EXERCISE:
Set the data down once more, in full and exactly.

******

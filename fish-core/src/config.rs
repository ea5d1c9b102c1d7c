/// Configuration for the fish school simulation.
///
/// Fixed at initialization. The zone radii must be strictly ordered
/// (`repel_radius < orient_radius < attract_radius`); the core does not check
/// this, front-ends validate settings they load.
#[derive(Debug, Clone, Copy, PartialEq)]
pub struct SchoolConfig {
    /// Total population, including the shill.
    pub fish_count: usize,
    /// Distance travelled per tick.
    pub speed: f32,
    /// Maximum heading change per tick, in radians.
    pub max_turn_rate: f32,
    /// How many ordinary fish the shill counts as in a neighbor's zones.
    pub shill_influence: f32,
    pub repel_radius: f32,
    pub orient_radius: f32,
    pub attract_radius: f32,
    /// The shill holds its course while the pointer is this close.
    pub pointer_deadzone: f32,
    /// Horizon of the shill's path preview, in ticks.
    pub preview_steps: usize,
}

impl Default for SchoolConfig {
    fn default() -> Self {
        Self {
            fish_count: 60,
            speed: 1.2,
            max_turn_rate: 0.08,
            shill_influence: 5.0,
            repel_radius: 20.0,
            orient_radius: 50.0,
            attract_radius: 100.0,
            pointer_deadzone: 5.0,
            preview_steps: 200,
        }
    }
}

/// Size of the toroidal world. Both axes span `[0, width]` / `[0, height]`.
#[derive(Debug, Clone, Copy, PartialEq)]
pub struct Bounds {
    pub width: f32,
    pub height: f32,
}

impl Bounds {
    pub fn new(width: f32, height: f32) -> Self {
        Self { width, height }
    }
}

/// Pointer position as last reported by the input collaborator.
#[derive(Debug, Clone, Copy, PartialEq, Default)]
pub struct PointerState {
    pub position: crate::Vector2,
    pub active: bool,
}

impl PointerState {
    pub fn inactive() -> Self {
        Self::default()
    }

    /// Pointer moved: record the position and mark it active.
    pub fn move_to(&mut self, x: f32, y: f32) {
        self.position = crate::Vector2::new(x, y);
        self.active = true;
    }

    /// Pointer left the surface. The last position is kept but ignored.
    pub fn leave(&mut self) {
        self.active = false;
    }

    /// The pointer position, when active.
    pub fn target(&self) -> Option<crate::Vector2> {
        self.active.then_some(self.position)
    }
}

******

EXERCISE ANSWER:
filename fish-core/src/config.rs
repository ea5d1c9b102c1d7c
/// Configuration for the fish school simulation.
///
/// Fixed at initialization. The zone radii must be strictly ordered
/// (`repel_radius < orient_radius < attract_radius`); the core does not check
/// this, front-ends validate settings they load.
#[derive(Debug, Clone, Copy, PartialEq)]
pub struct SchoolConfig {
    /// Total population, including the shill.
    pub fish_count: usize,
    /// Distance travelled per tick.
    pub speed: f32,
    /// Maximum heading change per tick, in radians.
    pub max_turn_rate: f32,
    /// How many ordinary fish the shill counts as in a neighbor's zones.
    pub shill_influence: f32,
    pub repel_radius: f32,
    pub orient_radius: f32,
    pub attract_radius: f32,
    /// The shill holds its course while the pointer is this close.
    pub pointer_deadzone: f32,
    /// Horizon of the shill's path preview, in ticks.
    pub preview_steps: usize,
}

impl Default for SchoolConfig {
    fn default() -> Self {
        Self {
            fish_count: 60,
            speed: 1.2,
            max_turn_rate: 0.08,
            shill_influence: 5.0,
            repel_radius: 20.0,
            orient_radius: 50.0,
            attract_radius: 100.0,
            pointer_deadzone: 5.0,
            preview_steps: 200,
        }
    }
}

/// Size of the toroidal world. Both axes span `[0, width]` / `[0, height]`.
#[derive(Debug, Clone, Copy, PartialEq)]
pub struct Bounds {
    pub width: f32,
    pub height: f32,
}

impl Bounds {
    pub fn new(width: f32, height: f32) -> Self {
        Self { width, height }
    }
}

/// Pointer position as last reported by the input collaborator.
#[derive(Debug, Clone, Copy, PartialEq, Default)]
pub struct PointerState {
    pub position: crate::Vector2,
    pub active: bool,
}

impl PointerState {
    pub fn inactive() -> Self {
        Self::default()
    }

    /// Pointer moved: record the position and mark it active.
    pub fn move_to(&mut self, x: f32, y: f32) {
        self.position = crate::Vector2::new(x, y);
        self.active = true;
    }

    /// Pointer left the surface. The last position is kept but ignored.
    pub fn leave(&mut self) {
        self.active = false;
    }

    /// The pointer position, when active.
    pub fn target(&self) -> Option<crate::Vector2> {
        self.active.then_some(self.position)
    }
}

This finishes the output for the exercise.